Abstract IL-1, IL-33 and IL-36 have complementary pro-inflammatory roles during the immune response promoting autoimmune and inflammatory diseases, such as myocarditis. Therapeutic blockers targeting the IL-1 pathway have previously been developed. However, we hypothesized that blockade of the shared co-receptor of these three pathways, IL-1 receptor accessory protein (IL1RAP), would exhibit a more potent and broader anti-inflammatory profile. To investigate this hypothesis, we induced coxsackievirus B3 (CVB3)-mediated or experimental autoimmune myocarditis (EAM) in BALB/c mice, followed by treatment with mCAN10, an Fc-modified IL1RAP-blocking monoclonal antibody. IL1RAP blockade strongly reduced the severity of acute viral myocarditis when compared to isotype, saline or IL-1 receptor antagonist (IL1Ra) treatment (the gold standard of IL-1 receptor blockade), without affecting viral clearance from the heart. Spectral flow cytometry of heart immune populations showed that mCAN10 significantly reduced the infiltrating numbers of several populations, especially effector CD4 + and CD8 + T cells, inflammatory Ly6C + CCR2 + monocytes, neutrophils and eosinophils. Spatial gene expression revealed reduction in canonical inflammatory gene and pathway expression in the cardiac immune foci. This translated into protection from cardiac function deterioration and ejection fraction loss during viral and experimental autoimmune myocarditis.

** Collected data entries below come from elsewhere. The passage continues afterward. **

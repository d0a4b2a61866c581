mod common;

use chartsync_storage::{LocalStore, Repository, AUDIT_LOG_TABLE};
use chartsync_sync::{SyncOrchestrator, SyncScope, TableRegistry};
use chartsync_types::{FieldValue, Record, Timestamp};
use chrono::{TimeZone, Utc};
use common::{
    harness, harness_on, harness_with_registry, id, record, two_table_registry, wire,
};
use pretty_assertions::assert_eq;
use serde_json::json;

// ── Last-write-wins ──────────────────────────────────────────────

#[tokio::test]
async fn newer_local_record_survives_pull_and_is_pushed() {
    let h = harness(true);
    let local = record("p1", 2_000).with_field("name", "local edit");
    h.store().create("patients", &local).unwrap();
    h.remote.seed("patients", vec![wire("p1", 1_000, "stale remote")]);

    let report = h.engine.run_pass(SyncScope::Full).await.unwrap();

    let patients = report.table("patients").unwrap();
    assert_eq!(patients.unchanged, 1);
    assert_eq!(patients.updated, 0);
    assert_eq!(h.store().get("patients", &id("p1")).unwrap().unwrap(), local);

    let pushed = h.remote.get("patients", "p1").unwrap();
    assert_eq!(pushed["name"], "local edit");
    assert_eq!(pushed["updatedAt"], Timestamp::from_millis(2_000).to_rfc3339());
}

#[tokio::test]
async fn newer_remote_record_overwrites_local_without_audit() {
    let h = harness(true);
    h.store().create("patients", &record("p1", 1_000)).unwrap();
    h.remote.seed("patients", vec![wire("p1", 5_000, "remote edit")]);

    let report = h.engine.run_pass(SyncScope::Full).await.unwrap();
    h.flush_audit().await;

    assert_eq!(report.table("patients").unwrap().updated, 1);
    let stored = h.store().get("patients", &id("p1")).unwrap().unwrap();
    assert_eq!(stored.updated_at, Timestamp::from_millis(5_000));
    assert_eq!(stored.get("name").and_then(FieldValue::as_str), Some("remote edit"));

    assert_eq!(h.store().audit_log_count().unwrap(), 0);
    assert_eq!(h.ctx.status.pending_changes(), 0);
}

#[tokio::test]
async fn equal_timestamps_keep_local_copy() {
    let h = harness(true);
    let local = record("p1", 3_000).with_field("name", "local");
    h.store().create("patients", &local).unwrap();
    h.remote.seed("patients", vec![wire("p1", 3_000, "remote")]);

    let report = h.engine.run_pass(SyncScope::Full).await.unwrap();

    assert_eq!(report.table("patients").unwrap().unchanged, 1);
    assert_eq!(h.store().get("patients", &id("p1")).unwrap().unwrap(), local);
}

#[tokio::test]
async fn missing_local_records_are_inserted() {
    let h = harness(true);
    h.remote.seed(
        "patients",
        vec![wire("p1", 1, "one"), wire("p2", 2, "two")],
    );

    let report = h.engine.run_pass(SyncScope::Full).await.unwrap();
    h.flush_audit().await;

    assert_eq!(report.table("patients").unwrap().inserted, 2);
    assert_eq!(h.store().count("patients").unwrap(), 2);
    assert_eq!(h.store().audit_log_count().unwrap(), 0);
}

// ── Batching ─────────────────────────────────────────────────────

#[tokio::test]
async fn push_splits_into_batches_of_fifty() {
    let h = harness(true);
    for n in 0..120 {
        h.store().create("patients", &record(&format!("p{n:03}"), n)).unwrap();
    }

    let report = h.engine.run_pass(SyncScope::Full).await.unwrap();

    assert_eq!(h.remote.batch_sizes("patients"), vec![50, 50, 20]);
    assert_eq!(report.table("patients").unwrap().pushed, 120);
    assert_eq!(h.remote.records("patients").len(), 120);
}

#[tokio::test]
async fn empty_table_sends_no_batches() {
    let h = harness(true);
    h.engine.run_pass(SyncScope::Full).await.unwrap();
    assert!(h.remote.batch_sizes("patients").is_empty());
}

#[tokio::test]
async fn failed_batch_does_not_stop_remaining_batches() {
    let h = harness(true);
    for n in 0..120 {
        h.store().create("patients", &record(&format!("p{n:03}"), n)).unwrap();
    }
    h.remote.fail_nth_batch("patients", 1);

    let report = h.engine.run_pass(SyncScope::Full).await.unwrap();

    let patients = report.table("patients").unwrap();
    assert_eq!(h.remote.batch_sizes("patients"), vec![50, 50, 20]);
    assert_eq!(patients.pushed, 70);
    assert_eq!(patients.failed_batches, 1);
    assert_eq!(h.remote.records("patients").len(), 70);

    // Later tables still ran.
    assert!(h.remote.pull_calls().contains(&"user_settings".to_string()));
    let error = h.ctx.status.snapshot().error.unwrap();
    assert!(error.contains("patients"), "{error}");
}

#[tokio::test]
async fn unreadable_local_row_does_not_block_the_table() {
    let dir = tempfile::tempdir().unwrap();
    let path = dir.path().join("local.db");
    let h = harness_on(LocalStore::open(&path).unwrap(), true);
    for n in 0..5 {
        h.store().create("patients", &record(&format!("p{n}"), n)).unwrap();
    }
    let raw = rusqlite::Connection::open(&path).unwrap();
    raw.execute(
        "INSERT INTO records (table_name, id, updated_at, data) VALUES ('patients', ' ', 9, '{}')",
        [],
    )
    .unwrap();

    let report = h.engine.run_pass(SyncScope::Full).await.unwrap();

    assert_eq!(report.table("patients").unwrap().pushed, 5);
    assert_eq!(h.remote.records("patients").len(), 5);
    assert!(report.is_success(), "{:?}", report.last_error());
}

#[tokio::test]
async fn push_sends_sanitized_values() {
    let h = harness(true);
    let taken_at = Utc.with_ymd_and_hms(2024, 3, 1, 8, 30, 0).unwrap();
    let vitals = Record::new(id("v1"), Timestamp::from_millis(10))
        .with_field("takenAt", taken_at)
        .with_field("ecg", vec![1u8, 2, 3])
        .with_field("tags", FieldValue::Set(vec!["a".into(), "a".into(), "b".into()]));
    h.store().create("vital_signs", &vitals).unwrap();

    h.engine.run_pass(SyncScope::Full).await.unwrap();

    let pushed = h.remote.get("vitals", "v1").unwrap();
    assert_eq!(pushed["takenAt"], "2024-03-01T08:30:00.000Z");
    assert_eq!(pushed["ecg"], "AQID");
    assert_eq!(pushed["tags"], json!(["a", "b"]));
}

// ── Failure isolation ────────────────────────────────────────────

#[tokio::test]
async fn malformed_records_are_skipped() {
    let h = harness(true);
    h.remote.seed(
        "patients",
        vec![
            wire("good", 1, "fine"),
            json!({"name": "no id"}),
            json!({"id": "bad-ts", "updatedAt": "not a date"}),
            json!({"id": "no-ts"}),
        ],
    );

    let report = h.engine.run_pass(SyncScope::Full).await.unwrap();

    let patients = report.table("patients").unwrap();
    assert_eq!(patients.pulled, 4);
    assert_eq!(patients.inserted, 1);
    assert_eq!(patients.failed_records, 3);
    assert_eq!(h.store().count("patients").unwrap(), 1);
    assert!(h.store().get("patients", &id("good")).unwrap().is_some());
}

#[tokio::test]
async fn pull_failure_on_one_table_does_not_stop_the_next() {
    let h = harness_with_registry(two_table_registry(), true);
    h.remote.fail_pull("remote_x", "connection reset");
    h.remote.seed("remote_y", vec![wire("y1", 1, "why")]);
    h.store().create("x", &record("x1", 1)).unwrap();

    let report = h.engine.run_pass(SyncScope::Full).await.unwrap();

    assert_eq!(h.remote.pull_calls(), vec!["remote_x", "remote_y"]);
    assert!(h.store().get("y", &id("y1")).unwrap().is_some());
    // The failed table is still pushed.
    assert!(h.remote.get("remote_x", "x1").is_some());

    let state = h.ctx.status.snapshot();
    assert!(state.last_sync_at.is_some());
    let error = state.error.unwrap();
    assert!(error.contains("remote_x"), "{error}");
    assert!(!report.is_success());
}

#[tokio::test]
async fn unhealthy_remote_aborts_before_any_table() {
    let h = harness(true);
    h.remote.set_healthy(false);

    let report = h.engine.run_pass(SyncScope::Full).await.unwrap();

    assert!(report.aborted.is_some());
    assert!(report.tables.is_empty());
    assert!(h.remote.pull_calls().is_empty());

    let state = h.ctx.status.snapshot();
    assert!(!state.is_syncing);
    assert_eq!(state.last_sync_at, None);
    assert!(state.error.is_some());
}

#[tokio::test]
async fn clean_pass_clears_previous_error() {
    let h = harness_with_registry(two_table_registry(), true);
    h.remote.fail_pull("remote_y", "boom");
    h.engine.run_pass(SyncScope::Full).await.unwrap();
    assert!(h.ctx.status.snapshot().error.is_some());

    h.remote.heal();
    h.engine.run_pass(SyncScope::Full).await.unwrap();
    assert_eq!(h.ctx.status.snapshot().error, None);
}

// ── Ordering & scope ─────────────────────────────────────────────

#[tokio::test]
async fn full_pass_follows_registry_order() {
    let h = harness(true);
    h.engine.run_pass(SyncScope::Full).await.unwrap();

    let expected: Vec<String> = TableRegistry::builtin()
        .sync_order()
        .iter()
        .map(|m| m.remote.to_string())
        .collect();
    assert_eq!(h.remote.pull_calls(), expected);
}

#[tokio::test]
async fn critical_pass_only_touches_critical_tables() {
    let h = harness(true);
    h.store().create("patients", &record("p1", 1)).unwrap();
    h.store().create("vital_signs", &record("v1", 1)).unwrap();

    let report = h.engine.run_pass(SyncScope::Critical).await.unwrap();

    assert_eq!(
        h.remote.pull_calls(),
        vec!["vitals", "assessments", "med_administrations"]
    );
    assert!(report.table("patients").is_none());
    assert!(h.remote.get("vitals", "v1").is_some());
    assert!(h.remote.get("patients", "p1").is_none());
}

// ── Idempotence ──────────────────────────────────────────────────

#[tokio::test]
async fn second_pass_changes_nothing() {
    let h = harness(true);
    h.remote.seed("patients", vec![wire("p1", 10, "remote")]);
    h.ctx
        .repository
        .create("encounters", &record("e1", 20))
        .unwrap();
    h.flush_audit().await;

    h.engine.run_pass(SyncScope::Full).await.unwrap();
    h.flush_audit().await;
    let audit_after_first = h.store().audit_log_count().unwrap();
    let patients_after_first = h.store().list("patients").unwrap();

    let second = h.engine.run_pass(SyncScope::Full).await.unwrap();
    h.flush_audit().await;

    assert_eq!(h.store().audit_log_count().unwrap(), audit_after_first);
    assert_eq!(h.store().list("patients").unwrap(), patients_after_first);
    for table in &second.tables {
        assert_eq!(table.inserted + table.updated, 0, "{} changed", table.table);
    }
}

// ── Audit entries travel like any other table ────────────────────

#[tokio::test]
async fn audit_entries_are_pushed() {
    let h = harness(true);
    h.ctx
        .repository
        .create("patients", &record("p1", 1))
        .unwrap();
    h.flush_audit().await;

    h.engine.run_pass(SyncScope::Full).await.unwrap();

    let entries = h.remote.records(AUDIT_LOG_TABLE);
    assert_eq!(entries.len(), 1);
    assert_eq!(entries[0]["entityId"], "p1");
    assert_eq!(entries[0]["action"], "create");
}

// ── Immediate upsert ─────────────────────────────────────────────

#[tokio::test]
async fn immediate_upsert_reaches_remote() {
    let h = harness(true);
    let note = record("n1", 42).with_field("body", "pain 3/10");

    assert!(h.engine.upsert_record_immediate("clinical_notes", &note).await);

    assert_eq!(h.remote.upsert_calls(), vec!["notes"]);
    assert_eq!(h.remote.get("notes", "n1").unwrap()["body"], "pain 3/10");
}

#[tokio::test]
async fn immediate_upsert_rejects_unknown_table() {
    let h = harness(true);
    assert!(!h.engine.upsert_record_immediate("nope", &record("r", 1)).await);
    assert!(h.remote.upsert_calls().is_empty());
}

#[tokio::test]
async fn immediate_upsert_reports_failure() {
    let h = harness(true);
    h.remote.fail_push("patients", "503");
    assert!(!h.engine.upsert_record_immediate("patients", &record("p", 1)).await);
}

#[tokio::test]
async fn immediate_upsert_is_skipped_offline() {
    let h = harness(false);
    assert!(!h.engine.upsert_record_immediate("patients", &record("p", 1)).await);
    assert!(h.remote.upsert_calls().is_empty());
}

// ── Orchestrator used directly ───────────────────────────────────

#[tokio::test]
async fn apply_remote_reports_outcome() {
    use chartsync_sync::PullOutcome;

    let h = harness(true);
    let orchestrator = SyncOrchestrator::new(h.ctx.clone());

    let first = orchestrator
        .apply_remote("patients", wire("p1", 10, "a"))
        .await
        .unwrap();
    let older = orchestrator
        .apply_remote("patients", wire("p1", 5, "b"))
        .await
        .unwrap();
    let newer = orchestrator
        .apply_remote("patients", wire("p1", 20, "c"))
        .await
        .unwrap();

    assert_eq!(first, PullOutcome::Inserted);
    assert_eq!(older, PullOutcome::Unchanged);
    assert_eq!(newer, PullOutcome::Updated);
    let stored = h.store().get("patients", &id("p1")).unwrap().unwrap();
    assert_eq!(stored.get("name").and_then(FieldValue::as_str), Some("c"));
}

#[tokio::test(flavor = "multi_thread", worker_threads = 2)]
async fn local_write_during_pull_is_never_overwritten_by_older_copy() {
    let h = harness(true);
    let orchestrator = SyncOrchestrator::new(h.ctx.clone());

    for n in 0..50 {
        let key = format!("p{n}");
        h.store().create("patients", &record(&key, 1_000)).unwrap();

        let repository = h.ctx.repository.clone();
        let local = record(&key, 3_000).with_field("name", "local edit");
        let write = tokio::task::spawn_blocking(move || repository.update("patients", &local));
        let pull = orchestrator.apply_remote("patients", wire(&key, 2_000, "remote"));
        let (write, pull) = tokio::join!(write, pull);
        write.unwrap().unwrap();
        pull.unwrap();

        let stored = h.store().get("patients", &id(&key)).unwrap().unwrap();
        assert_eq!(stored.updated_at, Timestamp::from_millis(3_000), "{key}");
        assert_eq!(stored.get("name").and_then(FieldValue::as_str), Some("local edit"));
    }
}

#[tokio::test]
async fn suppression_is_released_after_pull() {
    let h = harness(true);
    h.remote.seed("patients", vec![wire("p1", 1, "a")]);

    h.engine.run_pass(SyncScope::Full).await.unwrap();
    assert!(!h.ctx.audit.is_suppressed());

    h.ctx
        .repository
        .create("patients", &record("p2", 2))
        .unwrap();
    h.flush_audit().await;
    assert_eq!(h.store().audit_log_count().unwrap(), 1);
}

Altogether, our data show that a monoclonal antibody targeting 3 pro-inflammatory cytokine systems simultaneously, IL-1, IL-33 and IL-36, potently reduces viral and autoimmune myocarditis severity in a broad fashion not recapitulated by IL-1 blockade, and shows translational promise for development into therapeutics against cardiac inflammatory disease.